■ Given entries ■
--- START ---
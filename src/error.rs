use derive_more::{Display, Error};
use uuid::Uuid;

use crate::model::leave_request::LeaveType;

/// ===============================
/// Workflow error taxonomy
/// ===============================
/// Validation and authorization variants are raised before any mutation;
/// `InsufficientBalance` can surface after a reversal has already been
/// applied (see `workflow.rs`).
#[derive(Debug, Display, Error)]
pub enum LeaveError {
    #[display(fmt = "start_date cannot be after end_date")]
    InvalidDateRange,

    #[display(fmt = "reason is required")]
    ReasonRequired,

    #[display(
        fmt = "insufficient {} balance: have {}, need {}",
        leave_type,
        available,
        requested
    )]
    InsufficientBalance {
        leave_type: LeaveType,
        available: i64,
        requested: i64,
    },

    #[display(fmt = "employee {} not found", _0)]
    EmployeeNotFound(#[error(not(source))] u64),

    #[display(fmt = "leave request {} not found", _0)]
    RequestNotFound(#[error(not(source))] Uuid),

    #[display(fmt = "not allowed to modify this leave request")]
    Forbidden,

    #[display(fmt = "store failure: {}", _0)]
    Store(#[error(not(source))] String),
}

impl LeaveError {
    /// HTTP status an embedding API shell should answer with.
    pub fn status_code(&self) -> u16 {
        match self {
            Self::InvalidDateRange | Self::ReasonRequired | Self::InsufficientBalance { .. } => 400,
            Self::Forbidden => 403,
            Self::EmployeeNotFound(_) | Self::RequestNotFound(_) => 404,
            Self::Store(_) => 500,
        }
    }
}

pub type LeaveResult<T> = Result<T, LeaveError>;

#[cfg(test)]
mod tests {
    use super::*;

    #[test]
    fn status_codes_match_api_contract() {
        assert_eq!(LeaveError::InvalidDateRange.status_code(), 400);
        assert_eq!(
            LeaveError::InsufficientBalance {
                leave_type: LeaveType::Annual,
                available: 5,
                requested: 6,
            }
            .status_code(),
            400
        );
        assert_eq!(LeaveError::Forbidden.status_code(), 403);
        assert_eq!(LeaveError::EmployeeNotFound(7).status_code(), 404);
        assert_eq!(LeaveError::RequestNotFound(Uuid::nil()).status_code(), 404);
        assert_eq!(LeaveError::Store("poisoned".into()).status_code(), 500);
    }

    #[test]
    fn insufficient_balance_names_the_leave_type() {
        let err = LeaveError::InsufficientBalance {
            leave_type: LeaveType::Casual,
            available: 1,
            requested: 4,
        };
        assert_eq!(err.to_string(), "insufficient casual balance: have 1, need 4");
    }
}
--- END ---
■ What is expected ■
The line with "before any mutation;" is the last to include; transcribe exactly every line from the top of the material above down to it.

■ Solution ■
filename src/error.rs
use derive_more::{Display, Error};
use uuid::Uuid;

use crate::model::leave_request::LeaveType;

/// ===============================
/// Workflow error taxonomy
/// ===============================
/// Validation and authorization variants are raised before any mutation;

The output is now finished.